自分たちが仕事を覚えてきたプロセスが「正解」じゃない

 

 

 

部下育成が仕事でもある管理職の方々には、成果を出すこと以上に難題が他者を育成すること

 

 

 

多くの悩みはここにある

 

 

うまく育てられない・・・・・

 

 

 

昨日も語った「リフレクティブ・マネジャー 一流は常に内省する」の中に、さまざまな育成にいての考察が載っており

 

 

 

本当に刺激を受ける書籍です

 

 

 

その中に育成については、いくつかの視点があって面白い

 

 

 

生まれた後、学校という初等教育課程を経て、20年程度の学校教育を受けたあと

 

 

 

社会に参画し、社会を構成する一員になる(税金を納める、生産やサービスを提供し世の中をよくしていくなど)

 

 

約20年の学習で、社会で貢献できるということはほとんどない

 

 

これは社会に出てからわかる

 

 

 

しかし、学習や学びは、学校で終わっていい、と思っている方が多いことにも、この書籍の中でも言及されています

 

 

 

そして、人生の最初の20年程度の学習を経て、社会人の学習には、先生というラベルの人はいないが

 

 

 

師匠や上司という別の名前がついた先達が、学習者にかかわっていく

 

 

その指導については、背中を見て学べ、という「漠然」としたことでは人は動かない

 

 

 

著者が、宮大工の棟梁小川三夫さんとご一緒した時、宮大工の一人前になるプロセスが印象的だったそうです

 

 

 

弟子に、食事の用意をやらせる、掃除をさせる、この2つを継続させるのだそうです

 

 

 

食事の用意は「段取り」を、掃除は「丁寧さ」であり、この2つが宮大工のもっとも重要な資質で、その2つの仕事の周辺の仕事を担わせることで、仕事の原点を学んでもらうのだそうです

 

 

もう一つ、掃除するなかで、先輩の削った木くずやカンナくずを片付けていると、きれいなカンナくずを見ると

 

 

(うわ~すげっ、やってみたい)

 

 

削りたくて削りたくてたまらなくなるという気持ちの高まり(モチベーション)の一瞬まで待ち、その瞬間にカンナを渡すと

 

 

 

夢中で削り始め、熱中して柱がなくなるほどカンナ掛けに熱中するのだそうです

 

 

 

これは、現場の労働する人だけに当てはまるのではないこともわかっている

 

 

 

教える立場から「私のやってることをよく見ておけ」「私から技を盗め」でもなく

 

 

具体的に一から十まで子細なやり方を教えるのではなく

 

 

 

その中間にある「要約ラベル」をつけていくと、学習が促進されるのです

 

 

 

野球選手の例も出されていてわかりやすい

 

 

 

『バッティングにおいて大切なのは、「タイミング」「重心」「芯をとらえる」の3つです。
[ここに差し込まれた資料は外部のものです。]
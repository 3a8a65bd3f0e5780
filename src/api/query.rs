//! Query parameters for collection endpoints

use std::collections::BTreeMap;

/// Query-string parameters sent with collection requests
///
/// Keys are kept sorted so the produced query string is stable.
#[derive(Debug, Clone, Default, PartialEq, Eq)]
pub struct Query {
    params: BTreeMap<String, String>,
}

impl Query {
    /// Creates an empty query
    pub fn new() -> Self {
        Self::default()
    }

    /// Maximum number of items per page
    pub fn limit(self, limit: u32) -> Self {
        self.param("limit", limit.to_string())
    }

    /// Number of items to skip
    pub fn skip(self, skip: u32) -> Self {
        self.param("skip", skip.to_string())
    }

    /// Sort order, e.g. `-sys.createdAt`
    pub fn order(self, order: impl Into<String>) -> Self {
        self.param("order", order)
    }

    /// Restricts the returned fields. `sys` is always kept so items can be wrapped.
    pub fn select(self, select: impl Into<String>) -> Self {
        self.param("select", normalize_select(&select.into()))
    }

    /// Sets an arbitrary parameter, replacing any previous value
    pub fn param(mut self, key: impl Into<String>, value: impl Into<String>) -> Self {
        self.params.insert(key.into(), value.into());
        self
    }

    /// Looks up a parameter
    pub fn get(&self, key: &str) -> Option<&str> {
        self.params.get(key).map(String::as_str)
    }

    pub fn is_empty(&self) -> bool {
        self.params.is_empty()
    }

    /// Iterates over the parameters in key order
    pub fn iter(&self) -> impl Iterator<Item = (&str, &str)> {
        self.params.iter().map(|(k, v)| (k.as_str(), v.as_str()))
    }
}

fn normalize_select(select: &str) -> String {
    let fields: Vec<&str> = select
        .split(',')
        .map(str::trim)
        .filter(|f| !f.is_empty())
        .collect();
    if fields.iter().any(|f| *f == "sys" || f.starts_with("sys.")) {
        fields.join(",")
    } else if fields.is_empty() {
        "sys".to_string()
    } else {
        format!("{},sys", fields.join(","))
    }
}

#[cfg(test)]
mod tests {
    use super::*;

    #[test]
    fn test_builders() {
        let query = Query::new().limit(10).skip(20).order("-sys.createdAt");
        assert_eq!(query.get("limit"), Some("10"));
        assert_eq!(query.get("skip"), Some("20"));
        assert_eq!(query.get("order"), Some("-sys.createdAt"));
        assert!(!query.is_empty());
        assert!(Query::new().is_empty());
    }

    #[test]
    fn test_select_keeps_sys() {
        assert_eq!(Query::new().select("fields.title").get("select"), Some("fields.title,sys"));
        assert_eq!(Query::new().select("sys,fields.title").get("select"), Some("sys,fields.title"));
        assert_eq!(Query::new().select("sys.id, fields").get("select"), Some("sys.id,fields"));
        assert_eq!(Query::new().select("").get("select"), Some("sys"));
    }

    #[test]
    fn test_iter_is_sorted() {
        let query = Query::new().param("b", "2").param("a", "1");
        let pairs: Vec<_> = query.iter().collect();
        assert_eq!(pairs, vec![("a", "1"), ("b", "2")]);
    }
}
use clap::Parser;
use cma_client::cli::Cli;
use colored::Colorize;
use std::process;

#[tokio::main]
async fn main() {
    let cli = Cli::parse();

    // Initialize logging
    cli.init_logging();

    if let Err(e) = cma_client::run_command(cli).await {
        eprintln!("{} {:#}", "Error:".red().bold(), e);
        process::exit(1);
    }
}
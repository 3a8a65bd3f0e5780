//! Users (read-only)

use crate::api::entity::Entity;
use serde::{Deserialize, Serialize};
use std::collections::BTreeMap;

/// User profile data
#[derive(Debug, Clone, Default, PartialEq, Serialize, Deserialize)]
#[serde(rename_all = "camelCase")]
pub struct UserProps {
    #[serde(default)]
    pub first_name: String,
    #[serde(default)]
    pub last_name: String,
    #[serde(default, skip_serializing_if = "Option::is_none")]
    pub avatar_url: Option<String>,
    #[serde(default)]
    pub email: String,
    #[serde(default)]
    pub activated: bool,
    #[serde(default)]
    pub sign_in_count: u64,
    #[serde(default)]
    pub confirmed: bool,
    #[serde(rename = "2faEnabled", default, skip_serializing_if = "Option::is_none")]
    pub two_factor_enabled: Option<bool>,
    /// Fields the server sends that are not modelled above, sent back unchanged
    #[serde(flatten)]
    pub extra: BTreeMap<String, serde_json::Value>,
}

impl UserProps {
    /// First and last name joined, or the email when both are empty
    pub fn display_name(&self) -> String {
        let full = format!("{} {}", self.first_name, self.last_name);
        let full = full.trim();
        if full.is_empty() {
            self.email.clone()
        } else {
            full.to_string()
        }
    }
}

/// Wrapped user
pub type User = Entity<UserProps>;

#[cfg(test)]
mod tests {
    use super::*;

    #[test]
    fn test_display_name() {
        let user = UserProps {
            first_name: "Ada".to_string(),
            last_name: "Lovelace".to_string(),
            email: "ada@example.com".to_string(),
            ..Default::default()
        };
        assert_eq!(user.display_name(), "Ada Lovelace");

        let anonymous = UserProps {
            email: "ghost@example.com".to_string(),
            ..Default::default()
        };
        assert_eq!(anonymous.display_name(), "ghost@example.com");
    }

    #[test]
    fn test_two_factor_field_name() {
        let user: UserProps = serde_json::from_str(r#"{"email":"a@b.c","2faEnabled":true}"#).unwrap();
        assert_eq!(user.two_factor_enabled, Some(true));
    }
}
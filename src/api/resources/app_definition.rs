//! App definitions registered under an organization

use crate::api::client::encode_segment;
use crate::api::entity::{Entity, Link};
use crate::api::error::Result;
use serde::{Deserialize, Serialize};
use std::collections::BTreeMap;

/// App definition data
#[derive(Debug, Clone, Default, PartialEq, Serialize, Deserialize)]
#[serde(rename_all = "camelCase")]
pub struct AppDefinitionProps {
    /// App name shown in the web app
    pub name: String,
    /// URL the app frontend is served from
    #[serde(default, skip_serializing_if = "Option::is_none")]
    pub src: Option<String>,
    /// Where the app renders
    #[serde(default, skip_serializing_if = "Vec::is_empty")]
    pub locations: Vec<AppLocation>,
    /// Hosted bundle, as an alternative to `src`
    #[serde(default, skip_serializing_if = "Option::is_none")]
    pub bundle: Option<Link>,
    /// Fields the server sends that are not modelled above, sent back unchanged
    #[serde(flatten)]
    pub extra: BTreeMap<String, serde_json::Value>,
}

/// A single render location of an app
#[derive(Debug, Clone, PartialEq, Serialize, Deserialize)]
#[serde(rename_all = "camelCase")]
pub struct AppLocation {
    /// `app-config`, `entry-field`, `entry-sidebar`, `dialog`, `page`, ...
    pub location: String,
    #[serde(default, skip_serializing_if = "Option::is_none")]
    pub field_types: Option<Vec<serde_json::Value>>,
    #[serde(default, skip_serializing_if = "Option::is_none")]
    pub navigation_item: Option<NavigationItem>,
}

#[derive(Debug, Clone, PartialEq, Serialize, Deserialize)]
pub struct NavigationItem {
    pub name: String,
    pub path: String,
}

impl AppLocation {
    pub fn new(location: impl Into<String>) -> Self {
        Self {
            location: location.into(),
            field_types: None,
            navigation_item: None,
        }
    }
}

/// Wrapped app definition
pub type AppDefinition = Entity<AppDefinitionProps>;

impl Entity<AppDefinitionProps> {
    fn path(&self) -> Result<String> {
        Ok(format!(
            "organizations/{}/app_definitions/{}",
            encode_segment(self.sys().organization_id()?),
            encode_segment(self.id())
        ))
    }

    /// Sends the current data and returns the updated app definition
    ///
    /// Endpoint: PUT /organizations/:orgId/app_definitions/:id
    pub async fn update(&self) -> Result<AppDefinition> {
        self.put_versioned(&self.path()?, &[]).await
    }

    /// Endpoint: DELETE /organizations/:orgId/app_definitions/:id
    pub async fn delete(&self) -> Result<()> {
        self.http().delete(&self.path()?, &[]).await
    }
}

#[cfg(test)]
mod tests {
    use super::*;
    use serde_json::json;

    #[test]
    fn test_locations_serialization() {
        let props = AppDefinitionProps {
            name: "Hello".to_string(),
            src: Some("https://example.com/app".to_string()),
            locations: vec![
                AppLocation::new("app-config"),
                AppLocation {
                    location: "page".to_string(),
                    field_types: None,
                    navigation_item: Some(NavigationItem {
                        name: "Hello page".to_string(),
                        path: "/hello".to_string(),
                    }),
                },
            ],
            bundle: None,
            ..Default::default()
        };
        let value = serde_json::to_value(&props).unwrap();
        assert_eq!(value["locations"][0], json!({ "location": "app-config" }));
        assert_eq!(value["locations"][1]["navigationItem"]["path"], "/hello");
        assert!(value.get("bundle").is_none());
    }
}
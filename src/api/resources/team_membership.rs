//! Memberships of organization members in a team

use crate::api::client::encode_segment;
use crate::api::entity::Entity;
use crate::api::error::Result;
use serde::{Deserialize, Serialize};
use std::collections::BTreeMap;

/// Team membership data
#[derive(Debug, Clone, Default, PartialEq, Serialize, Deserialize)]
#[serde(rename_all = "camelCase")]
pub struct TeamMembershipProps {
    /// Team admins can manage the team's members
    #[serde(default)]
    pub admin: bool,
    /// Organization membership the team membership is created from
    #[serde(default)]
    pub organization_membership_id: String,
    /// Fields the server sends that are not modelled above, sent back unchanged
    #[serde(flatten)]
    pub extra: BTreeMap<String, serde_json::Value>,
}

impl TeamMembershipProps {
    pub fn new(organization_membership_id: impl Into<String>, admin: bool) -> Self {
        Self {
            admin,
            organization_membership_id: organization_membership_id.into(),
            extra: BTreeMap::new(),
        }
    }
}

/// Wrapped team membership
pub type TeamMembership = Entity<TeamMembershipProps>;

impl Entity<TeamMembershipProps> {
    fn path(&self) -> Result<String> {
        let sys = self.sys();
        Ok(format!(
            "organizations/{}/teams/{}/team_memberships/{}",
            encode_segment(sys.organization_id()?),
            encode_segment(sys.team_id()?),
            encode_segment(self.id())
        ))
    }

    /// Endpoint: PUT /organizations/:orgId/teams/:teamId/team_memberships/:id
    pub async fn update(&self) -> Result<TeamMembership> {
        self.put_versioned(&self.path()?, &[]).await
    }

    /// Endpoint: DELETE /organizations/:orgId/teams/:teamId/team_memberships/:id
    pub async fn delete(&self) -> Result<()> {
        self.http().delete(&self.path()?, &[]).await
    }
}
//! Resource shapes and the methods bound to them
//!
//! Each module declares the `*Props` data of one REST resource, a type alias
//! for its wrapped [`Entity`](super::entity::Entity), and the mutators the
//! resource supports. Organization, Space and Environment additionally carry
//! the accessor methods for everything nested under them.

pub mod app_definition;
pub mod asset;
pub mod environment;
pub mod organization;
pub mod organization_invitation;
pub mod organization_membership;
pub mod preview_api_key;
pub mod space;
pub mod space_membership;
pub mod team;
pub mod team_membership;
pub mod team_space_membership;
pub mod user;

use super::client::{Headers, HttpClient};
use super::entity::{Collection, Entity, RawCollection, RawEntity, wrap, wrap_collection};
use super::error::Result;
use super::query::Query;
use serde::Serialize;
use serde::de::DeserializeOwned;

/// GET a single resource and wrap it
pub(crate) async fn get_entity<T: DeserializeOwned>(
    http: &HttpClient,
    path: &str,
    headers: Headers<'_>,
) -> Result<Entity<T>> {
    let raw: RawEntity<T> = http.get(path, None, headers).await?;
    Ok(wrap(http, raw))
}

/// GET a collection and wrap every item
pub(crate) async fn get_collection<T: DeserializeOwned>(
    http: &HttpClient,
    path: &str,
    query: Option<&Query>,
    headers: Headers<'_>,
) -> Result<Collection<T>> {
    let raw: RawCollection<T> = http.get(path, query, headers).await?;
    Ok(wrap_collection(http, raw))
}

/// POST a new resource and wrap the created entity
pub(crate) async fn create_entity<T: DeserializeOwned, B: Serialize + ?Sized>(
    http: &HttpClient,
    path: &str,
    data: &B,
    headers: Headers<'_>,
) -> Result<Entity<T>> {
    let raw: RawEntity<T> = http.post(path, data, headers).await?;
    Ok(wrap(http, raw))
}

/// PUT a new resource under a caller-chosen id and wrap it
pub(crate) async fn create_entity_with_id<T: DeserializeOwned, B: Serialize + ?Sized>(
    http: &HttpClient,
    path: &str,
    data: &B,
    headers: Headers<'_>,
) -> Result<Entity<T>> {
    let raw: RawEntity<T> = http.put(path, Some(data), headers).await?;
    Ok(wrap(http, raw))
}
これからやってみるものをこの視点で観察してください』

 

 

 

集中するポイントがわかれば、学習効果は高まるのです

 

 

 

まずは、自身が伝えたい仕事について、極意を3つぐらいにまとめてみるところからスタートしてみるとよいかもしれません

 

 

 

今行っているタスクを習得するとき、これが欠けたらうまくいかないこと、これがあれば絶対にうまく進むということは何ですか?